The expected answer is the complete listing, reproduced character for character.
%%
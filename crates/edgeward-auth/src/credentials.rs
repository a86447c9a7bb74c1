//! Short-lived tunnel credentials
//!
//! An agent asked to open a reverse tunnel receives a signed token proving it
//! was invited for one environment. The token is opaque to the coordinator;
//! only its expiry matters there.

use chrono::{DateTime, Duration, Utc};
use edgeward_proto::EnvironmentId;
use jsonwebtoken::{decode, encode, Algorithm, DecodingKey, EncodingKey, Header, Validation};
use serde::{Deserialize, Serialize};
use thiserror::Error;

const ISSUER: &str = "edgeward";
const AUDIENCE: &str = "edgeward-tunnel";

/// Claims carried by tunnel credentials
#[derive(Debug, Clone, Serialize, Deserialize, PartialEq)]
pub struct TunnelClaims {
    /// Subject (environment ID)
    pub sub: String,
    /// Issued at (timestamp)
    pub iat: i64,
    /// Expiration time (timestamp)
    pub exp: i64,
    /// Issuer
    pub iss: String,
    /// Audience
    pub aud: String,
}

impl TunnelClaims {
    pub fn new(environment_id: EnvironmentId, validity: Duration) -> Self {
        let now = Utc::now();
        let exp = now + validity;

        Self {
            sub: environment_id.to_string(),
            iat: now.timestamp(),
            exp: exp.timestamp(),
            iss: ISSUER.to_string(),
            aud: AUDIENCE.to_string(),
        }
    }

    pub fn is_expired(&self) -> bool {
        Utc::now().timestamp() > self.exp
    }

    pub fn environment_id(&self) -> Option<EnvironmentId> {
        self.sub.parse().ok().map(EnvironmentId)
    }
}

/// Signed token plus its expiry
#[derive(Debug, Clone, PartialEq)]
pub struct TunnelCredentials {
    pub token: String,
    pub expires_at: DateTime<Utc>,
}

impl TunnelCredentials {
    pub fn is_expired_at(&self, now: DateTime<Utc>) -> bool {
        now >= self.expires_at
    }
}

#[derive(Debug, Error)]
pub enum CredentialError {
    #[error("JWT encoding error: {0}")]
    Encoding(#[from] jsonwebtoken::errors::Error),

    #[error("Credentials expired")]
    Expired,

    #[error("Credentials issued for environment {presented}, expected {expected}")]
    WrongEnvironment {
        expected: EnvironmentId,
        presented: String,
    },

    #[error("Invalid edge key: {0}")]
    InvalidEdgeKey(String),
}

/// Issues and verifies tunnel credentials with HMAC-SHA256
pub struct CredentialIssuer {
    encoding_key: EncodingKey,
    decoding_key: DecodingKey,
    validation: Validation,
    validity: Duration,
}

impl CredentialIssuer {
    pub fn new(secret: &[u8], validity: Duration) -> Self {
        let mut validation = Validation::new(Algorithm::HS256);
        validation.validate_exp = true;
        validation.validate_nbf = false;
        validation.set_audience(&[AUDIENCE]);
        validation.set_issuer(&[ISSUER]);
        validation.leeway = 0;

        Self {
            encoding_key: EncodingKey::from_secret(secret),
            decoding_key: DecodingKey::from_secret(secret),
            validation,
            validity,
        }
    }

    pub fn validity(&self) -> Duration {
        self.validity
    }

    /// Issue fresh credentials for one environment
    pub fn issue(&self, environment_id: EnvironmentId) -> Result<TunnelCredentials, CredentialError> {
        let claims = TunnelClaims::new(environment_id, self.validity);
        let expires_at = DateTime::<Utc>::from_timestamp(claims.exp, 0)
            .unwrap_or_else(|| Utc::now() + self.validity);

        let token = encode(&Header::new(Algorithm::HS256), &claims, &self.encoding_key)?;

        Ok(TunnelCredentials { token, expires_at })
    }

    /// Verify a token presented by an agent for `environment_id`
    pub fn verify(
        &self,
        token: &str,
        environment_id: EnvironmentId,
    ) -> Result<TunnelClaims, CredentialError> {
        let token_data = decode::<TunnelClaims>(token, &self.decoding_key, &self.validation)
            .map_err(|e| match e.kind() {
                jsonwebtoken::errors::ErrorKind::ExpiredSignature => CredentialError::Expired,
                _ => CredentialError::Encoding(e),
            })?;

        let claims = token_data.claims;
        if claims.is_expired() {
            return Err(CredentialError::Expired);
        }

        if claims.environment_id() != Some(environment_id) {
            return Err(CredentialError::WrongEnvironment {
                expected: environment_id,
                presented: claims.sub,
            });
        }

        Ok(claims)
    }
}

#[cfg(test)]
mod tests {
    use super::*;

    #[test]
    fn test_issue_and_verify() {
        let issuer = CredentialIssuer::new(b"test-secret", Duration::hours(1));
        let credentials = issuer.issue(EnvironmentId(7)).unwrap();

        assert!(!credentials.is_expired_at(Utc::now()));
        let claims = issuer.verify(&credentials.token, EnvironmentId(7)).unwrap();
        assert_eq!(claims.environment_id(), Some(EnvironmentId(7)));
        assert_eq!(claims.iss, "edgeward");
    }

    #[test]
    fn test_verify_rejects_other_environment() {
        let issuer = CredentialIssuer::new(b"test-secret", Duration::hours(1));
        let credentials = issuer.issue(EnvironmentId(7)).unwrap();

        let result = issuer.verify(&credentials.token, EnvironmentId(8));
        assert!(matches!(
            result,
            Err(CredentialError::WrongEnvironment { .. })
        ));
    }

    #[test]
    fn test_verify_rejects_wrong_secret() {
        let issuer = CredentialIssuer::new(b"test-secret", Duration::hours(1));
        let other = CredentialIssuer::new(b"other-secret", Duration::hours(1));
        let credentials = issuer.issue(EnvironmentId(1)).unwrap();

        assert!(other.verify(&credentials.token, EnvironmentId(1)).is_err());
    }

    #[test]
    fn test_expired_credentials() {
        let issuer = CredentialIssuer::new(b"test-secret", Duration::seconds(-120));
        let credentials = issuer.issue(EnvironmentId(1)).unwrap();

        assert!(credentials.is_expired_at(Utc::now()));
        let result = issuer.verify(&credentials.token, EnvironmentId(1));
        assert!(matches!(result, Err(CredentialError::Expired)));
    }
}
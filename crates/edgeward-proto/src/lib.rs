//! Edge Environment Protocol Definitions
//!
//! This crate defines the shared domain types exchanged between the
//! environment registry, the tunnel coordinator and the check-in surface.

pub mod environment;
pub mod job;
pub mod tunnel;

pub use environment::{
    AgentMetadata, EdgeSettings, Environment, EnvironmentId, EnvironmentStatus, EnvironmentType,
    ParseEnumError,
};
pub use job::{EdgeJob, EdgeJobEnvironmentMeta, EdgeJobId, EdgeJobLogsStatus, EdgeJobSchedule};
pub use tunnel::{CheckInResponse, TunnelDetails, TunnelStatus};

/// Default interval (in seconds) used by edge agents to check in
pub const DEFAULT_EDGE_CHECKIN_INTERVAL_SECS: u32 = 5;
%%
● **Written solution**:
filename crates/edgeward-auth/src/credentials.rs
repository a86447c9a7bb74c1
//! Short-lived tunnel credentials
//!
//! An agent asked to open a reverse tunnel receives a signed token proving it
//! was invited for one environment. The token is opaque to the coordinator;
//! only its expiry matters there.

use chrono::{DateTime, Duration, Utc};
use edgeward_proto::EnvironmentId;
use jsonwebtoken::{decode, encode, Algorithm, DecodingKey, EncodingKey, Header, Validation};
use serde::{Deserialize, Serialize};
use thiserror::Error;

const ISSUER: &str = "edgeward";
const AUDIENCE: &str = "edgeward-tunnel";

/// Claims carried by tunnel credentials
#[derive(Debug, Clone, Serialize, Deserialize, PartialEq)]
pub struct TunnelClaims {
    /// Subject (environment ID)
    pub sub: String,
    /// Issued at (timestamp)
    pub iat: i64,
    /// Expiration time (timestamp)
    pub exp: i64,
    /// Issuer
    pub iss: String,
    /// Audience
    pub aud: String,
}

impl TunnelClaims {
    pub fn new(environment_id: EnvironmentId, validity: Duration) -> Self {
        let now = Utc::now();
        let exp = now + validity;

        Self {
            sub: environment_id.to_string(),
            iat: now.timestamp(),
            exp: exp.timestamp(),
            iss: ISSUER.to_string(),
            aud: AUDIENCE.to_string(),
        }
    }

    pub fn is_expired(&self) -> bool {
        Utc::now().timestamp() > self.exp
    }

    pub fn environment_id(&self) -> Option<EnvironmentId> {
        self.sub.parse().ok().map(EnvironmentId)
    }
}

/// Signed token plus its expiry
#[derive(Debug, Clone, PartialEq)]
pub struct TunnelCredentials {
    pub token: String,
    pub expires_at: DateTime<Utc>,
}

impl TunnelCredentials {
    pub fn is_expired_at(&self, now: DateTime<Utc>) -> bool {
        now >= self.expires_at
    }
}

#[derive(Debug, Error)]
pub enum CredentialError {
    #[error("JWT encoding error: {0}")]
    Encoding(#[from] jsonwebtoken::errors::Error),

    #[error("Credentials expired")]
    Expired,

    #[error("Credentials issued for environment {presented}, expected {expected}")]
    WrongEnvironment {
        expected: EnvironmentId,
        presented: String,
    },

    #[error("Invalid edge key: {0}")]
    InvalidEdgeKey(String),
}

/// Issues and verifies tunnel credentials with HMAC-SHA256
pub struct CredentialIssuer {
    encoding_key: EncodingKey,
    decoding_key: DecodingKey,
    validation: Validation,
    validity: Duration,
}

impl CredentialIssuer {
    pub fn new(secret: &[u8], validity: Duration) -> Self {
        let mut validation = Validation::new(Algorithm::HS256);
        validation.validate_exp = true;
        validation.validate_nbf = false;
        validation.set_audience(&[AUDIENCE]);
        validation.set_issuer(&[ISSUER]);
        validation.leeway = 0;

        Self {
            encoding_key: EncodingKey::from_secret(secret),
            decoding_key: DecodingKey::from_secret(secret),
            validation,
            validity,
        }
    }

    pub fn validity(&self) -> Duration {
        self.validity
    }

    /// Issue fresh credentials for one environment
    pub fn issue(&self, environment_id: EnvironmentId) -> Result<TunnelCredentials, CredentialError> {
        let claims = TunnelClaims::new(environment_id, self.validity);
        let expires_at = DateTime::<Utc>::from_timestamp(claims.exp, 0)
            .unwrap_or_else(|| Utc::now() + self.validity);

        let token = encode(&Header::new(Algorithm::HS256), &claims, &self.encoding_key)?;

        Ok(TunnelCredentials { token, expires_at })
    }

    /// Verify a token presented by an agent for `environment_id`
    pub fn verify(
        &self,
        token: &str,
        environment_id: EnvironmentId,
    ) -> Result<TunnelClaims, CredentialError> {
        let token_data = decode::<TunnelClaims>(token, &self.decoding_key, &self.validation)
            .map_err(|e| match e.kind() {
                jsonwebtoken::errors::ErrorKind::ExpiredSignature => CredentialError::Expired,
                _ => CredentialError::Encoding(e),
            })?;

        let claims = token_data.claims;
        if claims.is_expired() {
            return Err(CredentialError::Expired);
        }

        if claims.environment_id() != Some(environment_id) {
            return Err(CredentialError::WrongEnvironment {
                expected: environment_id,
                presented: claims.sub,
            });
        }

        Ok(claims)
    }
}

#[cfg(test)]
mod tests {
    use super::*;

    #[test]
    fn test_issue_and_verify() {
        let issuer = CredentialIssuer::new(b"test-secret", Duration::hours(1));
        let credentials = issuer.issue(EnvironmentId(7)).unwrap();

        assert!(!credentials.is_expired_at(Utc::now()));
        let claims = issuer.verify(&credentials.token, EnvironmentId(7)).unwrap();
        assert_eq!(claims.environment_id(), Some(EnvironmentId(7)));
        assert_eq!(claims.iss, "edgeward");
    }

    #[test]
    fn test_verify_rejects_other_environment() {
        let issuer = CredentialIssuer::new(b"test-secret", Duration::hours(1));
        let credentials = issuer.issue(EnvironmentId(7)).unwrap();

        let result = issuer.verify(&credentials.token, EnvironmentId(8));
        assert!(matches!(
            result,
            Err(CredentialError::WrongEnvironment { .. })
        ));
    }

    #[test]
    fn test_verify_rejects_wrong_secret() {
        let issuer = CredentialIssuer::new(b"test-secret", Duration::hours(1));
        let other = CredentialIssuer::new(b"other-secret", Duration::hours(1));
        let credentials = issuer.issue(EnvironmentId(1)).unwrap();

        assert!(other.verify(&credentials.token, EnvironmentId(1)).is_err());
    }

    #[test]
    fn test_expired_credentials() {
        let issuer = CredentialIssuer::new(b"test-secret", Duration::seconds(-120));
        let credentials = issuer.issue(EnvironmentId(1)).unwrap();

        assert!(credentials.is_expired_at(Utc::now()));
        let result = issuer.verify(&credentials.token, EnvironmentId(1));
        assert!(matches!(result, Err(CredentialError::Expired)));
    }
}
filename crates/edgeward-proto/src/lib.rs
//! Edge Environment Protocol Definitions
//!
//! This crate defines the shared domain types exchanged between the
//! environment registry, the tunnel coordinator and the check-in surface.

pub mod environment;
pub mod job;
pub mod tunnel;

pub use environment::{
    AgentMetadata, EdgeSettings, Environment, EnvironmentId, EnvironmentStatus, EnvironmentType,
    ParseEnumError,
};
pub use job::{EdgeJob, EdgeJobEnvironmentMeta, EdgeJobId, EdgeJobLogsStatus, EdgeJobSchedule};
pub use tunnel::{CheckInResponse, TunnelDetails, TunnelStatus};

/// Default interval (in seconds) used by edge agents to check in
pub const DEFAULT_EDGE_CHECKIN_INTERVAL_SECS: u32 = 5;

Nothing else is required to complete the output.